Another construction embodiment is shown at 140 in FIG. 14. For this construction, a braid 144 is attached to an inner shaft 142 and tip 146. An outer shaft 148 covers the braid 144 during advancement to an aneurysm and during positioning within the aneurysm. Once positioned, the outer shaft 148 can be moved backwards, exposing the braid 144, allowing the braid 144 to take a pre-set shape.

For some embodiments, lubricious materials such as hydrophilic materials may be used to coat the base structure embodiments. One or more bioactive materials may also be included in the composition of the core. The term “bioactive” refers to any agent that exhibits effects in vivo, for example, a thrombotic agent, a therapeutic agent, and the like. Examples of bioactive materials include cytokines; extra-cellular matrix molecules (e.g., collagen); trace metals (e.g., copper); matrix metalloproteinase inhibitors; and other molecules that stabilize thrombus formation or inhibit clot lysis (e.g., proteins or functional fragments of proteins, including but not limited to Factor XIII, C2-antiplasmin, plasminogen activator inhibitor-1 (PAI-1) or the like)). Examples of cytokines that may be used alone or in combination in practicing the invention described herein include basic fibroblast growth factor (bFGF), platelet derived growth factor (pDGF), vascular endothelial growth factor (VEGF), transforming growth factor beta (TGF-β), and the like. Cytokines, extra-cellular matrix molecules, and thrombus stabilizing molecules are commercially available from several vendors such as Genzyme (Framingham, Mass.), Genentech (South San Francisco, Calif.), Amgen (Thousand Oaks, Calif.), R&D Systems, and Immunex (Seattle, Wash.). Additionally, bioactive polypeptides can be synthesized recombinantly as the sequence of many of these molecules are also available, for example, from the GenBank database. Thus, it is intended that embodiments of the invention include use of DNA or RNA encoding any of the bioactive molecules.

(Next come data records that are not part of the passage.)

use std::collections::HashMap;
use std::sync::{RwLock, RwLockReadGuard, RwLockWriteGuard};

use serde::{Deserialize, Serialize};
use tracing::{debug, warn};

use crate::errors::{LendingError, Result};
use crate::ledger::Transaction;
use crate::state::{Loan, User};
use crate::types::{LoanId, LoanStatus, Role, TransactionKind, UserId};

/// page request, 1-indexed
#[derive(Debug, Clone, Copy, PartialEq, Eq, Serialize, Deserialize)]
pub struct Pagination {
    pub page: u32,
    pub limit: u32,
}

impl Pagination {
    pub const DEFAULT_LIMIT: u32 = 20;
    pub const MAX_LIMIT: u32 = 100;

    pub fn new(page: u32, limit: u32) -> Self {
        Self { page, limit }
    }

    pub fn validate(&self) -> Result<()> {
        if self.page == 0 {
            return Err(LendingError::validation("page numbers start at 1"));
        }
        if self.limit == 0 || self.limit > Self::MAX_LIMIT {
            return Err(LendingError::validation(format!(
                "page limit must be between 1 and {}",
                Self::MAX_LIMIT
            )));
        }
        Ok(())
    }

    fn offset(&self) -> usize {
        (self.page.saturating_sub(1) as usize).saturating_mul(self.limit as usize)
    }
}

impl Default for Pagination {
    fn default() -> Self {
        Self {
            page: 1,
            limit: Self::DEFAULT_LIMIT,
        }
    }
}

/// one page of results plus the unpaginated total
#[derive(Debug, Clone, PartialEq, Serialize, Deserialize)]
pub struct Page<T> {
    pub items: Vec<T>,
    pub total: usize,
    pub page: u32,
    pub limit: u32,
}

impl<T> Page<T> {
    /// slice an already ordered result set
    pub fn from_ordered(all: Vec<T>, pagination: Pagination) -> Self {
        let total = all.len();
        let items = all
            .into_iter()
            .skip(pagination.offset())
            .take(pagination.limit as usize)
            .collect();
        Self {
            items,
            total,
            page: pagination.page,
            limit: pagination.limit,
        }
    }

    pub fn pages(&self) -> usize {
        if self.limit == 0 {
            return 0;
        }
        self.total.div_ceil(self.limit as usize)
    }
}

/// loan query; unset fields match everything
#[derive(Debug, Clone, Default, PartialEq)]
pub struct LoanFilter {
    pub borrower: Option<UserId>,
    pub lender: Option<UserId>,
    pub statuses: Option<Vec<LoanStatus>>,
    pub pagination: Pagination,
}

impl LoanFilter {
    pub fn for_borrower(borrower: UserId) -> Self {
        Self {
            borrower: Some(borrower),
            ..Default::default()
        }
    }

    pub fn with_statuses(mut self, statuses: &[LoanStatus]) -> Self {
        self.statuses = Some(statuses.to_vec());
        self
    }

    pub fn matches(&self, loan: &Loan) -> bool {
        self.borrower.map_or(true, |b| loan.borrower == b)
            && self.lender.map_or(true, |l| loan.lender == Some(l))
            && self
                .statuses
                .as_ref()
                .map_or(true, |s| s.contains(&loan.status))
    }
}

#[derive(Debug, Clone, Default, PartialEq)]
pub struct UserFilter {
    pub role: Option<Role>,
    pub verified: Option<bool>,
}

impl UserFilter {
    pub fn admins() -> Self {
        Self {
            role: Some(Role::Admin),
            verified: None,
        }
    }

    pub fn matches(&self, user: &User) -> bool {
        self.role.map_or(true, |r| user.role == r) && self.verified.map_or(true, |v| user.verified == v)
    }
}

#[derive(Debug, Clone, Default, PartialEq)]
pub struct TransactionFilter {
    pub user: Option<UserId>,
    pub loan: Option<LoanId>,
    pub kind: Option<TransactionKind>,
    pub pagination: Pagination,
}

impl TransactionFilter {
    pub fn matches(&self, txn: &Transaction) -> bool {
        self.user.map_or(true, |u| txn.user == u)
            && self.loan.map_or(true, |l| txn.loan == Some(l))
            && self.kind.map_or(true, |k| txn.kind == k)
    }
}

/// writes staged by one operation, committed all together or not at all
///
/// each staged user and loan carries the version it was read at; a
/// version of 0 with an unknown id is an insert.
#[derive(Debug, Clone, Default)]
pub struct UnitOfWork {
    users: Vec<User>,
    loans: Vec<Loan>,
    transactions: Vec<Transaction>,
}

impl UnitOfWork {
    pub fn new() -> Self {
        Self::default()
    }

    /// stage a user, replacing an earlier staged copy of the same id
    pub fn stage_user(&mut self, user: User) -> &mut Self {
        match self.users.iter_mut().find(|u| u.id == user.id) {
            Some(slot) => *slot = user,
            None => self.users.push(user),
        }
        self
    }

    pub fn stage_loan(&mut self, loan: Loan) -> &mut Self {
        match self.loans.iter_mut().find(|l| l.id == loan.id) {
            Some(slot) => *slot = loan,
            None => self.loans.push(loan),
        }
        self
    }

    pub fn record(&mut self, transaction: Transaction) -> &mut Self {
        self.transactions.push(transaction);
        self
    }

    pub fn record_all(&mut self, transactions: impl IntoIterator<Item = Transaction>) -> &mut Self {
        self.transactions.extend(transactions);
        self
    }

    pub fn is_empty(&self) -> bool {
        self.users.is_empty() && self.loans.is_empty() && self.transactions.is_empty()
    }
}

/// entities as stored by a successful commit, with their new versions
#[derive(Debug, Clone, Default)]
pub struct Committed {
    pub users: Vec<User>,
    pub loans: Vec<Loan>,
    pub transactions: Vec<Transaction>,
}

impl Committed {
    pub fn user(&self, id: UserId) -> Result<User> {
        self.users
            .iter()
            .find(|u| u.id == id)
            .cloned()
            .ok_or_else(|| LendingError::Internal {
                message: format!("user {} missing from commit", id),
            })
    }

    pub fn loan(&self, id: LoanId) -> Result<Loan> {
        self.loans
            .iter()
            .find(|l| l.id == id)
            .cloned()
            .ok_or_else(|| LendingError::Internal {
                message: format!("loan {} missing from commit", id),
            })
    }
}

/// persistence consumed by the lending engine
pub trait LendingStore: Send + Sync {
    fn user(&self, id: UserId) -> Result<User>;

    fn loan(&self, id: LoanId) -> Result<Loan>;

    fn find_users(&self, filter: &UserFilter) -> Result<Vec<User>>;

    /// newest first
    fn find_loans(&self, filter: &LoanFilter) -> Result<Page<Loan>>;

    /// newest first
    fn find_transactions(&self, filter: &TransactionFilter) -> Result<Page<Transaction>>;

    /// apply every staged write atomically, failing with `Conflict` if any
    /// staged entity changed since it was read
    fn commit(&self, work: UnitOfWork) -> Result<Committed>;
}

#[derive(Debug, Default)]
struct Tables {
    users: HashMap<UserId, User>,
    /// insertion order doubles as the tie-breaker for equal timestamps
    loans: Vec<Loan>,
    loan_index: HashMap<LoanId, usize>,
    transactions: Vec<Transaction>,
}

/// in-memory store guarded by a single lock
#[derive(Debug, Default)]
pub struct MemoryStore {
    tables: RwLock<Tables>,
}

impl MemoryStore {
    pub fn new() -> Self {
        Self::default()
    }

    fn read(&self) -> Result<RwLockReadGuard<'_, Tables>> {
        self.tables.read().map_err(|_| LendingError::Internal {
            message: "store lock poisoned".to_string(),
        })
    }

    fn write(&self) -> Result<RwLockWriteGuard<'_, Tables>> {
        self.tables.write().map_err(|_| LendingError::Internal {
            message: "store lock poisoned".to_string(),
        })
    }

    pub fn transaction_count(&self) -> Result<usize> {
        Ok(self.read()?.transactions.len())
    }
}

fn check_version(entity: &'static str, id: uuid::Uuid, stored: Option<u64>, staged: u64) -> Result<()> {
    let fresh = match stored {
        Some(current) => current == staged,
        None => staged == 0,
    };
    if fresh {
        Ok(())
    } else {
        warn!(entity, %id, staged, stored = ?stored, "stale write rejected");
        Err(LendingError::Conflict {
            entity,
            id: id.to_string(),
        })
    }
}

impl LendingStore for MemoryStore {
    fn user(&self, id: UserId) -> Result<User> {
        self.read()?
            .users
            .get(&id)
            .cloned()
            .ok_or_else(|| LendingError::NotFound {
                entity: "user",
                id: id.to_string(),
            })
    }

    fn loan(&self, id: LoanId) -> Result<Loan> {
        let tables = self.read()?;
        tables
            .loan_index
            .get(&id)
            .and_then(|&idx| tables.loans.get(idx))
            .cloned()
            .ok_or_else(|| LendingError::NotFound {
                entity: "loan",
                id: id.to_string(),
            })
    }

    fn find_users(&self, filter: &UserFilter) -> Result<Vec<User>> {
        let tables = self.read()?;
        let mut users: Vec<User> = tables.users.values().filter(|u| filter.matches(u)).cloned().collect();
        users.sort_by(|a, b| b.created_at.cmp(&a.created_at).then_with(|| a.email.cmp(&b.email)));
        Ok(users)
    }

    fn find_loans(&self, filter: &LoanFilter) -> Result<Page<Loan>> {
        filter.pagination.validate()?;
        let tables = self.read()?;
        let mut loans: Vec<Loan> = tables.loans.iter().rev().filter(|l| filter.matches(l)).cloned().collect();
        loans.sort_by(|a, b| b.created_at.cmp(&a.created_at));
        Ok(Page::from_ordered(loans, filter.pagination))
    }

    fn find_transactions(&self, filter: &TransactionFilter) -> Result<Page<Transaction>> {
        filter.pagination.validate()?;
        let tables = self.read()?;
        let mut txns: Vec<Transaction> = tables
            .transactions
            .iter()
            .rev()
            .filter(|t| filter.matches(t))
            .cloned()
            .collect();
        txns.sort_by(|a, b| b.created_at.cmp(&a.created_at));
        Ok(Page::from_ordered(txns, filter.pagination))
    }

    fn commit(&self, work: UnitOfWork) -> Result<Committed> {
        let mut tables = self.write()?;

        // verify everything before touching anything
        for user in &work.users {
            let stored = tables.users.get(&user.id).map(|u| u.version);
            check_version("user", user.id, stored, user.version)?;
        }
        for loan in &work.loans {
            let stored = tables
                .loan_index
                .get(&loan.id)
                .and_then(|&idx| tables.loans.get(idx))
                .map(|l| l.version);
            check_version("loan", loan.id, stored, loan.version)?;
        }
        for txn in &work.transactions {
            if tables.transactions.iter().any(|t| t.id == txn.id || t.reference == txn.reference) {
                return Err(LendingError::Conflict {
                    entity: "transaction",
                    id: txn.id.to_string(),
                });
            }
        }

        let mut committed = Committed::default();

        for mut user in work.users {
            user.version += 1;
            tables.users.insert(user.id, user.clone());
            committed.users.push(user);
        }
        for mut loan in work.loans {
            loan.version += 1;
            match tables.loan_index.get(&loan.id).copied() {
                Some(idx) => tables.loans[idx] = loan.clone(),
                None => {
                    let idx = tables.loans.len();
                    tables.loan_index.insert(loan.id, idx);
                    tables.loans.push(loan.clone());
                }
            }
            committed.loans.push(loan);
        }
        tables.transactions.extend(work.transactions.iter().cloned());
        committed.transactions = work.transactions;

        debug!(
            users = committed.users.len(),
            loans = committed.loans.len(),
            transactions = committed.transactions.len(),
            "unit of work committed"
        );
        Ok(committed)
    }
}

Furthermore, molecules having similar biological activity as wild-type or purified cytokines, matrix metalloproteinase inhibitors, extra-cellular matrix molecules, thrombus-stabilizing proteins such as recombinantly produced or mutants thereof, and nucleic acid encoding these molecules may also be used. The amount and concentration of the bioactive materials that may be included in the composition of the core member may vary, depending on the specific application, and can be determined by one skilled in the art. It will be understood that any combination of materials, concentration, or dosage can be used so long as it is not harmful to the subject.

The embodiments are described in sufficient detail to enable those skilled in the art to practice the invention. Other embodiments may be utilized and formulation and method of using changes may be made without departing from the scope of the invention. The detailed description is not to be taken in a limiting sense, and the scope of the invention is defined only by the appended claims, along with the full scope of equivalents to which such claims are entitled.